◆ **Aim of the exercise**
Set down exactly the lines of the records from the top to the line containing "per city by an"; include both.

Segment Open

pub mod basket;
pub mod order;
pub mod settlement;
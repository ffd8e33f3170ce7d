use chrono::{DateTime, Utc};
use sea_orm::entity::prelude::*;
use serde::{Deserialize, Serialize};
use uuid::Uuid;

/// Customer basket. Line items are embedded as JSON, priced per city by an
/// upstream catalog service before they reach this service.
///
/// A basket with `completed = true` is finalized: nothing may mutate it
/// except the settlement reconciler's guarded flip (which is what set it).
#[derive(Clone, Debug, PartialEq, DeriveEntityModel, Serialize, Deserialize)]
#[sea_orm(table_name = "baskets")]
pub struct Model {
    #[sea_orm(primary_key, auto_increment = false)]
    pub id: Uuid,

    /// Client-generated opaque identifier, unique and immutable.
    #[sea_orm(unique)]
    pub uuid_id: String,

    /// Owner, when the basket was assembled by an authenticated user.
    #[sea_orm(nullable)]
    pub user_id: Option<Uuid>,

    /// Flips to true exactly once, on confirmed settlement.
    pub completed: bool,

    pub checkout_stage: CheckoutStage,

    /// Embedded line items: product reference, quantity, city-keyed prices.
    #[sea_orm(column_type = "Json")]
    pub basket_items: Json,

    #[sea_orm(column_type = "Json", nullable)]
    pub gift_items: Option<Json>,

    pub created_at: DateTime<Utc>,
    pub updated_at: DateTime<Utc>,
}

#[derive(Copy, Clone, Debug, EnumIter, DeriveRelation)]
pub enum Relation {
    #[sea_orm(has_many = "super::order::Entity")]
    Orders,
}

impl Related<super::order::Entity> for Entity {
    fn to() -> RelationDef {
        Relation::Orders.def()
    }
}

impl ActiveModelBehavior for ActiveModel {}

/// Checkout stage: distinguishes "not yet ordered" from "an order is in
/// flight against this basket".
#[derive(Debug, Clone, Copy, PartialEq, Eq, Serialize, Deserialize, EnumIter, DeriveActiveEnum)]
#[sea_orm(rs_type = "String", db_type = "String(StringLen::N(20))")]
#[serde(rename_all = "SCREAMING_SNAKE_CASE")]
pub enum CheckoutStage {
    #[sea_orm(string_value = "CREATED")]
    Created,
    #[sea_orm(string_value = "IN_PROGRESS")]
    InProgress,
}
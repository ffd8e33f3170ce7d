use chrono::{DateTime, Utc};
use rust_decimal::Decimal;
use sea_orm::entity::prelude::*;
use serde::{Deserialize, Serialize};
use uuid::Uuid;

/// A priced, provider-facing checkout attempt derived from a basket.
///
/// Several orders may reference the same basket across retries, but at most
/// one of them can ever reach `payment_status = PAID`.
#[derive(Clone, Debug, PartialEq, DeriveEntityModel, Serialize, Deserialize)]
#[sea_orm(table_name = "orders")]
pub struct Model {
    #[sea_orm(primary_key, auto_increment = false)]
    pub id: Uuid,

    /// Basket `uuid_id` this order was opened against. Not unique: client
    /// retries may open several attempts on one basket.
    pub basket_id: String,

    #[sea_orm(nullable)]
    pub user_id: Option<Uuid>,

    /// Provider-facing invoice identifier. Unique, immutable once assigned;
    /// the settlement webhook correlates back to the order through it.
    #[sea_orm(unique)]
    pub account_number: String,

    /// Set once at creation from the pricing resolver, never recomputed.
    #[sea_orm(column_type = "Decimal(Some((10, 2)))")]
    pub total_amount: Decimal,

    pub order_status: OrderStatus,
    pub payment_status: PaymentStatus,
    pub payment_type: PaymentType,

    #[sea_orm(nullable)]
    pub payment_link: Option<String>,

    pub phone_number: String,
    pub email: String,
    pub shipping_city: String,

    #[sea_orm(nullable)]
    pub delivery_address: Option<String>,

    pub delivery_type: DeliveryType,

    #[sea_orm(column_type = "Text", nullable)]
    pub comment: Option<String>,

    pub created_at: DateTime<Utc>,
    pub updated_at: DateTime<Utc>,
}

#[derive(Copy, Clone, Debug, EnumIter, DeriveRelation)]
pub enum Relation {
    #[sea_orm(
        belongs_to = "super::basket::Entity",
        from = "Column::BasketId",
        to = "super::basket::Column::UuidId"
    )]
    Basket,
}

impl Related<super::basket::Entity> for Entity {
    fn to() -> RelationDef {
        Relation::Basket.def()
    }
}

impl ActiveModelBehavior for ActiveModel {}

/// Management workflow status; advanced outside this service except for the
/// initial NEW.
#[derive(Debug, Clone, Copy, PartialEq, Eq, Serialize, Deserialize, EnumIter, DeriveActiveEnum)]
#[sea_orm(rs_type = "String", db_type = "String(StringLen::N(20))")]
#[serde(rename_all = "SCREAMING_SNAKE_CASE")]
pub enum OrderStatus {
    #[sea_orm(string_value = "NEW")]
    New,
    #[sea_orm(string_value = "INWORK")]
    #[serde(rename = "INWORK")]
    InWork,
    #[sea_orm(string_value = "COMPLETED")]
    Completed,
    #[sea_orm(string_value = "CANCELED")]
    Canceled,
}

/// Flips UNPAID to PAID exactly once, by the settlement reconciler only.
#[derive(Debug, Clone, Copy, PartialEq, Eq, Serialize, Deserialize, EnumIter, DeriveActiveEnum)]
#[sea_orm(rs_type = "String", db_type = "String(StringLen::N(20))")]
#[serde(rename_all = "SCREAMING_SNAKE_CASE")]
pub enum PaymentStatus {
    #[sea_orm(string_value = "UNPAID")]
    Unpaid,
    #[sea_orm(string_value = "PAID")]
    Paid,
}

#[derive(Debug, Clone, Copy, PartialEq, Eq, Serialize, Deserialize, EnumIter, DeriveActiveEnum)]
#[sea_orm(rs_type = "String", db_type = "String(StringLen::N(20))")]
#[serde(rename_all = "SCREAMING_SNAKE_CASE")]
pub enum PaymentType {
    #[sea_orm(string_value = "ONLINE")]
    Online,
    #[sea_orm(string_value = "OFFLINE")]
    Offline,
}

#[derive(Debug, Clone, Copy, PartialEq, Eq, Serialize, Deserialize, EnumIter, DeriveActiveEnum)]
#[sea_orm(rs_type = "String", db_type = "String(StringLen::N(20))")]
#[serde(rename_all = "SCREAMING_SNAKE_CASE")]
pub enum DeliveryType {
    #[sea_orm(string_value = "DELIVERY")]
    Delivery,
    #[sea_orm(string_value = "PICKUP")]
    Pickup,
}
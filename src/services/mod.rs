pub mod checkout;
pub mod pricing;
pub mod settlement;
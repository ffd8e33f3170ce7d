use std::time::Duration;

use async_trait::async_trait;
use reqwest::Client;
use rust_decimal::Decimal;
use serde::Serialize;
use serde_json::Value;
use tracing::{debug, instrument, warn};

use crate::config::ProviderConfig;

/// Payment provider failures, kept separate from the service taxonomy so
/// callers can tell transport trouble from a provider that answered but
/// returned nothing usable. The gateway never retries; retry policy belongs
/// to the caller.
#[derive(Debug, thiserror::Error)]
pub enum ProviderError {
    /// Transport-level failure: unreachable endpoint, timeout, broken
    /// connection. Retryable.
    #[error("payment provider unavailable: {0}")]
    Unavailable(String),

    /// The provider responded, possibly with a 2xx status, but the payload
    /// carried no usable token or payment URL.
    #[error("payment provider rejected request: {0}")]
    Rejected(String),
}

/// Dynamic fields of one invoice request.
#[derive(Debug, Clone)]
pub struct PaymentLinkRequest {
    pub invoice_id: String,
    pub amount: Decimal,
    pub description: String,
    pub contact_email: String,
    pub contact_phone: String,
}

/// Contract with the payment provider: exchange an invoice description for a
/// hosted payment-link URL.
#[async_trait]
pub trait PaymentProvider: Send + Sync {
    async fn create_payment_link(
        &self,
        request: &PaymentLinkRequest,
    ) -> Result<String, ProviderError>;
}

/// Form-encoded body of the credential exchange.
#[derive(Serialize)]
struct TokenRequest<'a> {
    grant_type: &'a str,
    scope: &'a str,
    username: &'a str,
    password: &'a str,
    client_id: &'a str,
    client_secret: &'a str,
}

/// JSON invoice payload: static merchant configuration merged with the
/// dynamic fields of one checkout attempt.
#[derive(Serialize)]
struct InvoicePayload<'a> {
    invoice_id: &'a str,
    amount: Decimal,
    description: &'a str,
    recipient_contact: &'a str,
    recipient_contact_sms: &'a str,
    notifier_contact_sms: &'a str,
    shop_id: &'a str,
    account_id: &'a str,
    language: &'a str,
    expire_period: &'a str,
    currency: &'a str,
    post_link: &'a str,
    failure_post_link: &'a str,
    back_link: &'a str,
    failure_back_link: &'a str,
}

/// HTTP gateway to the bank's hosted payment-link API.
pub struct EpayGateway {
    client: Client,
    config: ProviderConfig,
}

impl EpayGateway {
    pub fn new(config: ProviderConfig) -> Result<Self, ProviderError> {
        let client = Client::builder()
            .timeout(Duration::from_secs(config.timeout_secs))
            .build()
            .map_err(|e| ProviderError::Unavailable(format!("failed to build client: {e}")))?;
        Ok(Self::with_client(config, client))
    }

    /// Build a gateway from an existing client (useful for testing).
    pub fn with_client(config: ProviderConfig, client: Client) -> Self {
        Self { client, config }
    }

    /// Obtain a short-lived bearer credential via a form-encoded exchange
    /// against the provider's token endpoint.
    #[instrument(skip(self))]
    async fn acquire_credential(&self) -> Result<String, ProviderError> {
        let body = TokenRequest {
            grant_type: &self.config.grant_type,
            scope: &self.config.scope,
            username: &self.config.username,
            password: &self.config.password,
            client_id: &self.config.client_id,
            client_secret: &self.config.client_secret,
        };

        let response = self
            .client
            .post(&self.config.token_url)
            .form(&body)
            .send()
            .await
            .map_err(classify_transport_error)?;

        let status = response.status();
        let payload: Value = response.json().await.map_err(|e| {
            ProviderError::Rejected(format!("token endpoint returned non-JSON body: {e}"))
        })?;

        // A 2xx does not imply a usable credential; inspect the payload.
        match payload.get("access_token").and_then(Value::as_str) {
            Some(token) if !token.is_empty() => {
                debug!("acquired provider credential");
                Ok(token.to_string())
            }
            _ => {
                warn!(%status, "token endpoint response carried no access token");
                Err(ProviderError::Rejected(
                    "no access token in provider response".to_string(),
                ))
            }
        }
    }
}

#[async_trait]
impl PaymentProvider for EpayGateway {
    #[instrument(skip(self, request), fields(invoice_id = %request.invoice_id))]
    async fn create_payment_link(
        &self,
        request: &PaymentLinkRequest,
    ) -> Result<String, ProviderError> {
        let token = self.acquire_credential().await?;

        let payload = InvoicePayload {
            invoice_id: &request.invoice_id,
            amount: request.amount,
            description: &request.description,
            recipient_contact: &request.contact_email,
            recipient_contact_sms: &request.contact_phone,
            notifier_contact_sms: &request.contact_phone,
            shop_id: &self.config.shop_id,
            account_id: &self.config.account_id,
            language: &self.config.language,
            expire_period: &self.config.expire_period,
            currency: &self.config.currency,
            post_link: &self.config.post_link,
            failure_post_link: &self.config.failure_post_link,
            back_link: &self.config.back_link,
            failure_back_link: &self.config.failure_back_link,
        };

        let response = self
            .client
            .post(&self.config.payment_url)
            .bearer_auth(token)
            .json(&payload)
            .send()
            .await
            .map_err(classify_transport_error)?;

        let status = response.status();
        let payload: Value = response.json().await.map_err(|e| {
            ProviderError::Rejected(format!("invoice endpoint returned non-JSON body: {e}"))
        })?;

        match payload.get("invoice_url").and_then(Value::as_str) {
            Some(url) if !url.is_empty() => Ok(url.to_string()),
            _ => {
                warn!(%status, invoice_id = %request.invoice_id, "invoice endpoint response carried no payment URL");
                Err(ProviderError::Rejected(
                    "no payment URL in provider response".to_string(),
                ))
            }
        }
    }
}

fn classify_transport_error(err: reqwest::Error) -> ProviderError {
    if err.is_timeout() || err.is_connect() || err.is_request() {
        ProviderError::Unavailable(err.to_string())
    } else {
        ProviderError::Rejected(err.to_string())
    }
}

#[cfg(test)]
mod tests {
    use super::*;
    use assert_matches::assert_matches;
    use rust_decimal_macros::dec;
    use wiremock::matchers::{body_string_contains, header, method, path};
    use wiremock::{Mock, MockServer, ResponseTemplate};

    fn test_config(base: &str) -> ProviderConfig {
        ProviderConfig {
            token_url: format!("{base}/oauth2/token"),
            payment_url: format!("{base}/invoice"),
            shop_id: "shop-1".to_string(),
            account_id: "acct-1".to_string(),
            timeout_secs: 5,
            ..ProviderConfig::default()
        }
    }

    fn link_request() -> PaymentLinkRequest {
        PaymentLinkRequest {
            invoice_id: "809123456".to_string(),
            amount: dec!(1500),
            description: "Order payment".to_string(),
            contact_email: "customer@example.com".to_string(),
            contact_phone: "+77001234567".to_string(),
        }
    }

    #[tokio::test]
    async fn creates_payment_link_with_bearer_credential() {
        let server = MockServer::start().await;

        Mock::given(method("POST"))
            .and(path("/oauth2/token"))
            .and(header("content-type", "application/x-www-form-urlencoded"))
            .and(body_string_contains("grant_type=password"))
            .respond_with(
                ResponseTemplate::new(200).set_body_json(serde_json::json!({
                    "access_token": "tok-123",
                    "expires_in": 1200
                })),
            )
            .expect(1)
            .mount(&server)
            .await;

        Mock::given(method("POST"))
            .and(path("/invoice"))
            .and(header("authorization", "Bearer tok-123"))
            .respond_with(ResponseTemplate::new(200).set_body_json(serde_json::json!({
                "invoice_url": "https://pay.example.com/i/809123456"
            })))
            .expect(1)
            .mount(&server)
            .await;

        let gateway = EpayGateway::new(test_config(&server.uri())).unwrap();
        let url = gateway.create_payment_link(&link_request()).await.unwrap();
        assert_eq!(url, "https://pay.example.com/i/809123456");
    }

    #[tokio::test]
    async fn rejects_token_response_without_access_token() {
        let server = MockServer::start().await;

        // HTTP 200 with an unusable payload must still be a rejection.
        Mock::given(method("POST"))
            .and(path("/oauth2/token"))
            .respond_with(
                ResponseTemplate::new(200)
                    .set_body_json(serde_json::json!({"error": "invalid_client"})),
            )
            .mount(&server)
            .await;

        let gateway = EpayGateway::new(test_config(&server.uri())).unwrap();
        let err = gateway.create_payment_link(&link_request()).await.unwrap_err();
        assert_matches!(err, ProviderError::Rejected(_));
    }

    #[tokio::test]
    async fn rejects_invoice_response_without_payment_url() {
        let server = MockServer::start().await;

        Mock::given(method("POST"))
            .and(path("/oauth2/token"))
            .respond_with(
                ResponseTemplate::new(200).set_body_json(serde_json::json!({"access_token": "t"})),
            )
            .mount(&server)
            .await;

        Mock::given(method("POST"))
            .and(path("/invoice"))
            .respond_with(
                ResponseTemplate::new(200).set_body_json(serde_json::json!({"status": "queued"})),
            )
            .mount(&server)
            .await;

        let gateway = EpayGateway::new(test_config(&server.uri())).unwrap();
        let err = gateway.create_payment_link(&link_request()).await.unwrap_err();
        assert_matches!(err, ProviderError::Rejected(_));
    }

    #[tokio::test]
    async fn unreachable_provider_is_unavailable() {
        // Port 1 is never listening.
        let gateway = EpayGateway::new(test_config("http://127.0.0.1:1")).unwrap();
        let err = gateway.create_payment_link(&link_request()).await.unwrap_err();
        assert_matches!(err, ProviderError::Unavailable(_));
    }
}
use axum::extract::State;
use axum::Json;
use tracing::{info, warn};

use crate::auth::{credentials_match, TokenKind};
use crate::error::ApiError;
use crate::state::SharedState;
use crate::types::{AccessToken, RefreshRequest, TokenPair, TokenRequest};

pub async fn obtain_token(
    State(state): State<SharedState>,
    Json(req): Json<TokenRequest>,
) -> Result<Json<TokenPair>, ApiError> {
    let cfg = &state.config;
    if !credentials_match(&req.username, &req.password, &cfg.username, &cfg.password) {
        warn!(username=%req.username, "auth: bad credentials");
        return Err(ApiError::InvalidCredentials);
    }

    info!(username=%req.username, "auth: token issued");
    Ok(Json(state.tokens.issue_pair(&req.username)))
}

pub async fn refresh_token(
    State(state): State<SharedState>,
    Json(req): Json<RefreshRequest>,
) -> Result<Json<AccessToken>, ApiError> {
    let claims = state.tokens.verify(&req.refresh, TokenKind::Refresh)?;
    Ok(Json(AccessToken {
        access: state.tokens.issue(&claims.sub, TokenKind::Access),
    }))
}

Segment Closed

◆ **Output for this task**
pub mod basket;
pub mod order;
pub mod settlement;
repository ffd8e33f3170ce7d
use chrono::{DateTime, Utc};
use sea_orm::entity::prelude::*;
use serde::{Deserialize, Serialize};
use uuid::Uuid;

/// Customer basket. Line items are embedded as JSON, priced per city by an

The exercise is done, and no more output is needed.